How should I proceed?
You're doing great so far. Let me use the name $\eta$ for the thing you call $\theta$, and then continue.
You need to integrate $\eta$ over something that projects to the unit circle in the $xy$ plane. So let's take $$ \gamma(t) = (\cos t, \sin t, f(\cos t, \sin t)) $$ which parameterizes the set $\partial R_f$ nicely, and use it to compute a path integral.

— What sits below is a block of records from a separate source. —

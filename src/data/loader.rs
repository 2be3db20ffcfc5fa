use std::fs::File;
use std::path::{Path, PathBuf};

use arrow::array::{Array, ArrayRef, BooleanArray, Float64Array, Int64Array, StringArray};
use arrow::compute::cast;
use arrow::datatypes::DataType;
use parquet::arrow::ProjectionMask;
use parquet::arrow::arrow_reader::ParquetRecordBatchReaderBuilder;
use serde_json::Value as JsonValue;

use crate::config::DashboardConfig;

use super::clean::{self, Derivation};
use super::error::{DataError, Result};
use super::model::{CellValue, CreditDataset};

// ---------------------------------------------------------------------------
// Public entry-points
// ---------------------------------------------------------------------------

/// Summary of one load, shown next to the dataset.
#[derive(Debug, Clone, PartialEq)]
pub struct LoadReport {
    pub source: PathBuf,
    pub rows_read: usize,
    pub rows_dropped: usize,
    pub employment_normalized: usize,
}

#[derive(Debug, Clone)]
pub struct LoadedData {
    pub dataset: CreditDataset,
    pub report: LoadReport,
}

/// Read `config.data_path`, derive the year columns and drop incomplete rows.
///
/// Any failure here is fatal for the dashboard: the caller shows the error
/// instead of a partial page.
pub fn load_and_clean_data(config: &DashboardConfig) -> Result<LoadedData> {
    let path = config.data_path.as_path();
    let mut wanted = clean::required_columns();
    wanted.push(clean::ID_COLUMN);

    let table = load_table(path, &wanted)?;
    let rows_read = table.rows.len();
    let cleaned = clean::clean_table(&table, &Derivation::from(config))?;

    let report = LoadReport {
        source: path.to_path_buf(),
        rows_read,
        rows_dropped: cleaned.rows_dropped,
        employment_normalized: cleaned.employment_normalized,
    };
    log::info!(
        "Loaded {} applicants from {} ({} rows read, {} dropped, {} not employed)",
        cleaned.records.len(),
        path.display(),
        report.rows_read,
        report.rows_dropped,
        report.employment_normalized
    );
    if report.rows_dropped > 0 {
        log::warn!("Dropped {} incomplete rows", report.rows_dropped);
    }

    Ok(LoadedData {
        dataset: CreditDataset::from_records(cleaned.records),
        report,
    })
}

// ---------------------------------------------------------------------------
// Raw table
// ---------------------------------------------------------------------------

/// Projected source table: only the requested columns that exist, in
/// request order, with each row aligned to `columns`.
#[derive(Debug, Clone, Default, PartialEq)]
pub struct RawTable {
    pub columns: Vec<String>,
    pub rows: Vec<Vec<CellValue>>,
}

impl RawTable {
    pub fn column_index(&self, name: &str) -> Option<usize> {
        self.columns.iter().position(|c| c == name)
    }
}

/// Load the `wanted` columns of a table file.  Dispatch by extension.
///
/// Supported formats:
/// * `.csv`     – header row with column names
/// * `.parquet` – flat schema as written by Pandas or Polars
/// * `.json`    – `[{ "TARGET": 0, "CODE_GENDER": "F", ... }, ...]`
pub fn load_table(path: &Path, wanted: &[&str]) -> Result<RawTable> {
    let ext = path
        .extension()
        .and_then(|e| e.to_str())
        .unwrap_or("")
        .to_ascii_lowercase();

    match ext.as_str() {
        "csv" => load_csv(path, wanted),
        "parquet" | "pq" => load_parquet(path, wanted),
        "json" => load_json(path, wanted),
        other => Err(DataError::UnsupportedFormat(other.to_string())),
    }
}

fn open_source(path: &Path) -> Result<File> {
    File::open(path).map_err(|source| DataError::Unavailable {
        path: path.to_path_buf(),
        source,
    })
}

// ---------------------------------------------------------------------------
// CSV loader
// ---------------------------------------------------------------------------

fn load_csv(path: &Path, wanted: &[&str]) -> Result<RawTable> {
    let mut reader = csv::Reader::from_reader(open_source(path)?);
    let headers: Vec<String> = reader.headers()?.iter().map(|h| h.trim().to_string()).collect();

    let projection: Vec<(String, usize)> = wanted
        .iter()
        .filter_map(|name| {
            headers
                .iter()
                .position(|h| h == name)
                .map(|i| (name.to_string(), i))
        })
        .collect();

    let mut rows = Vec::new();
    for result in reader.records() {
        let record = result?;
        let row = projection
            .iter()
            .map(|(_, i)| guess_cell_type(record.get(*i).unwrap_or("")))
            .collect();
        rows.push(row);
    }

    Ok(RawTable {
        columns: projection.into_iter().map(|(name, _)| name).collect(),
        rows,
    })
}

fn guess_cell_type(s: &str) -> CellValue {
    let s = s.trim();
    if s.is_empty() {
        return CellValue::Null;
    }
    if let Ok(i) = s.parse::<i64>() {
        return CellValue::Integer(i);
    }
    if let Ok(f) = s.parse::<f64>() {
        return CellValue::Float(f);
    }
    if s == "true" || s == "false" {
        return CellValue::Bool(s == "true");
    }
    CellValue::String(s.to_string())
}

// ---------------------------------------------------------------------------
// JSON loader
// ---------------------------------------------------------------------------

/// Records-oriented JSON, the default `df.to_json(orient='records')`.
/// A key absent from one record is a null cell; a key absent from every
/// record is a missing column.
fn load_json(path: &Path, wanted: &[&str]) -> Result<RawTable> {
    let root: JsonValue = serde_json::from_reader(std::io::BufReader::new(open_source(path)?))?;
    let records = root
        .as_array()
        .ok_or_else(|| DataError::Malformed("expected top-level JSON array".to_string()))?;

    let objects = records
        .iter()
        .enumerate()
        .map(|(i, rec)| {
            rec.as_object()
                .ok_or_else(|| DataError::Malformed(format!("row {i} is not a JSON object")))
        })
        .collect::<Result<Vec<_>>>()?;

    let columns: Vec<String> = wanted
        .iter()
        .filter(|name| objects.iter().any(|obj| obj.contains_key(**name)))
        .map(|name| name.to_string())
        .collect();

    let rows = objects
        .iter()
        .map(|obj| {
            columns
                .iter()
                .map(|col| obj.get(col).map(json_to_cell).unwrap_or(CellValue::Null))
                .collect()
        })
        .collect();

    Ok(RawTable { columns, rows })
}

fn json_to_cell(val: &JsonValue) -> CellValue {
    match val {
        JsonValue::String(s) => CellValue::String(s.clone()),
        JsonValue::Number(n) => {
            if let Some(i) = n.as_i64() {
                CellValue::Integer(i)
            } else if let Some(f) = n.as_f64() {
                CellValue::Float(f)
            } else {
                CellValue::String(n.to_string())
            }
        }
        JsonValue::Bool(b) => CellValue::Bool(*b),
        JsonValue::Null => CellValue::Null,
        other => CellValue::String(other.to_string()),
    }
}

// ---------------------------------------------------------------------------
// Parquet loader
// ---------------------------------------------------------------------------

/// Only the wanted top-level columns are decoded.
fn load_parquet(path: &Path, wanted: &[&str]) -> Result<RawTable> {
    let builder = ParquetRecordBatchReaderBuilder::try_new(open_source(path)?)?;

    let schema = builder.schema().clone();
    let columns: Vec<String> = wanted
        .iter()
        .filter(|name| schema.index_of(name).is_ok())
        .map(|name| name.to_string())
        .collect();
    let roots: Vec<usize> = columns
        .iter()
        .filter_map(|name| schema.index_of(name).ok())
        .collect();

    let mask = ProjectionMask::roots(builder.parquet_schema(), roots);
    let reader = builder.with_projection(mask).build()?;

    let mut rows = Vec::new();
    for batch_result in reader {
        let batch = batch_result?;
        let batch_schema = batch.schema();

        let arrays = columns
            .iter()
            .map(|name| -> Result<ArrayRef> {
                let idx = batch_schema.index_of(name)?;
                normalize_column(batch.column(idx))
            })
            .collect::<Result<Vec<_>>>()?;

        for row in 0..batch.num_rows() {
            rows.push(arrays.iter().map(|a| extract_cell(a.as_ref(), row)).collect());
        }
    }

    Ok(RawTable { columns, rows })
}

// -- Parquet / Arrow helpers --

/// Cast a column to one of the four physical types [`extract_cell`] reads.
fn normalize_column(col: &ArrayRef) -> Result<ArrayRef> {
    let target = match col.data_type() {
        DataType::Utf8 | DataType::Boolean | DataType::Int64 | DataType::Float64 => {
            return Ok(col.clone());
        }
        DataType::Int8
        | DataType::Int16
        | DataType::Int32
        | DataType::UInt8
        | DataType::UInt16
        | DataType::UInt32
        | DataType::UInt64 => DataType::Int64,
        DataType::Float16 | DataType::Float32 => DataType::Float64,
        // LargeUtf8, Utf8View and dictionary-encoded categoricals
        _ => DataType::Utf8,
    };
    Ok(cast(col, &target)?)
}

fn extract_cell(col: &dyn Array, row: usize) -> CellValue {
    if col.is_null(row) {
        return CellValue::Null;
    }
    let any = col.as_any();
    if let Some(arr) = any.downcast_ref::<StringArray>() {
        CellValue::String(arr.value(row).to_string())
    } else if let Some(arr) = any.downcast_ref::<Int64Array>() {
        CellValue::Integer(arr.value(row))
    } else if let Some(arr) = any.downcast_ref::<Float64Array>() {
        CellValue::Float(arr.value(row))
    } else if let Some(arr) = any.downcast_ref::<BooleanArray>() {
        CellValue::Bool(arr.value(row))
    } else {
        CellValue::Null
    }
}
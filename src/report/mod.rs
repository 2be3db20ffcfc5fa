/// Report layer: everything the dashboard shows, computed without egui.
///
/// ```text
///   working CreditDataset
///        │
///        ▼
///   ┌──────────┐  ┌──────────┐  ┌────────────┐
///   │   kpi    │  │  charts  │  │  segments  │
///   └──────────┘  └──────────┘  └────────────┘
///        │              │              │
///        └──────── DashboardReport ────┘
/// ```
pub mod charts;
pub mod kpi;
pub mod segments;

use crate::data::model::CreditDataset;

use charts::{Chart, ChartSettings};
use kpi::Kpis;
use segments::SegmentRow;

#[derive(Debug, Clone, PartialEq)]
pub struct DashboardReport {
    pub applicants: usize,
    pub kpis: Kpis,
    pub charts: Vec<Chart>,
    pub segments: Vec<SegmentRow>,
}

impl DashboardReport {
    pub fn compute(dataset: &CreditDataset, settings: &ChartSettings) -> Self {
        Self {
            applicants: dataset.len(),
            kpis: Kpis::compute(dataset),
            charts: charts::compute_charts(dataset, settings),
            segments: segments::segment_table(dataset),
        }
    }
}
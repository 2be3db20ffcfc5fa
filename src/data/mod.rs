/// Data layer: core types, loading, filtering and aggregation.
///
/// Architecture:
/// ```text
///  .csv / .parquet / .json
///        │
///        ▼
///   ┌──────────┐
///   │  loader   │  project columns → RawTable
///   └──────────┘
///        │
///        ▼
///   ┌──────────┐
///   │  clean    │  derive age / employment years → CreditDataset
///   └──────────┘
///        │
///        ▼
///   ┌──────────┐
///   │  filter   │  FilterBuilder draft → FilterCriteria → subset dataset
///   └──────────┘
///        │
///        ▼
///   ┌───────────┐
///   │ aggregate  │  group-by, quantiles, histograms
///   └───────────┘
/// ```

pub mod aggregate;
pub mod clean;
pub mod error;
pub mod filter;
pub mod loader;
pub mod model;
use std::path::PathBuf;

use thiserror::Error;

/// Everything that can go wrong between the source file and a clean dataset.
///
/// Load variants abort the dashboard; there is no partial render.
/// [`DataError::UnknownAttribute`] and [`DataError::FilterKind`] come from
/// bad preset filters and abort it just the same.
#[derive(Debug, Error)]
pub enum DataError {
    #[error("data source {} is unavailable: {source}", path.display())]
    Unavailable {
        path: PathBuf,
        #[source]
        source: std::io::Error,
    },

    #[error("unsupported file extension: .{0}")]
    UnsupportedFormat(String),

    #[error("CSV error: {0}")]
    Csv(#[from] csv::Error),

    #[error("JSON error: {0}")]
    Json(#[from] serde_json::Error),

    #[error("Parquet error: {0}")]
    Parquet(#[from] parquet::errors::ParquetError),

    #[error("Arrow error: {0}")]
    Arrow(#[from] arrow::error::ArrowError),

    #[error("missing required column: {0}")]
    MissingColumn(String),

    #[error("row {row}: invalid value {value:?} in column {column}")]
    InvalidValue {
        row: usize,
        column: String,
        value: String,
    },

    #[error("unknown attribute: {0}")]
    UnknownAttribute(String),

    #[error("{attribute} is not a {expected} attribute")]
    FilterKind {
        attribute: String,
        expected: &'static str,
    },

    #[error("malformed data source: {0}")]
    Malformed(String),
}

impl DataError {
    /// Whether the error happened while reading the source, as opposed to a
    /// bad filter configuration.
    pub fn is_load_failure(&self) -> bool {
        !matches!(
            self,
            DataError::UnknownAttribute(_) | DataError::FilterKind { .. }
        )
    }
}

pub type Result<T> = std::result::Result<T, DataError>;
mod app;
mod color;
mod config;
mod data;
mod report;
mod state;
mod ui;

use anyhow::Context;
use app::CreditDashApp;
use config::DashboardConfig;
use eframe::egui;
use state::AppState;

fn main() -> anyhow::Result<()> {
    env_logger::init();

    let config = DashboardConfig::load().context("loading dashboard configuration")?;
    log::info!("Using data source {}", config.data_path.display());

    let mut state = AppState::new(config);
    state.load_configured();

    let options = eframe::NativeOptions {
        viewport: egui::ViewportBuilder::default()
            .with_inner_size([1400.0, 900.0])
            .with_min_inner_size([800.0, 500.0]),
        ..Default::default()
    };

    eframe::run_native(
        "Credit Risk – Target & Risk Segmentation",
        options,
        Box::new(move |_cc| Ok(Box::new(CreditDashApp::new(state)))),
    )
    .map_err(|e| anyhow::anyhow!("running the dashboard window: {e}"))
}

You need to evaluate \begin{align} \int_0^{2\pi} \eta(\gamma(t))(\gamma'(t)) dt &= \int \left. (A(y)x dy + z dx - yB(z)dz)\right|_{x = \cos t, y = \sin t, z = f(\cos t, \sin t)} [-\sin t, \cos t, f_x(\cos t, \sin t)(-sin t) + f_y (\cos t, \sin t) (\cos t)] dt\\ &= \int (A(\sin t) \cos t dy + f(\cos t, \sin t) dx - \sin t B(f(\cos t, \sin t)) dz))[-\sin t, \cos t, f_x(\cos t, \sin t)(-sin t) + f_y (\cos t, \sin t) (\cos t)] dt\\ &= \int A(\sin t) \cos t \cos t + f(\cos t, \sin t) (-\sin t) - \sin t B(f(\cos t, \sin t)) (f_x(\cos t, \sin t)(-\sin t) + f_y (\cos t, \sin t) (\cos t))~ dt\\ &= \int A(\sin t) \cos^2 t -\sin t ~f(\cos t, \sin t) - \sin t ~B(f(\cos t, \sin t)) (f_x(\cos t, \sin t)(-\sin t) + f_y (\cos t, \sin t) (\cos t))~ dt \end{align}
That last integral's not pretty, but it's what you need to look at.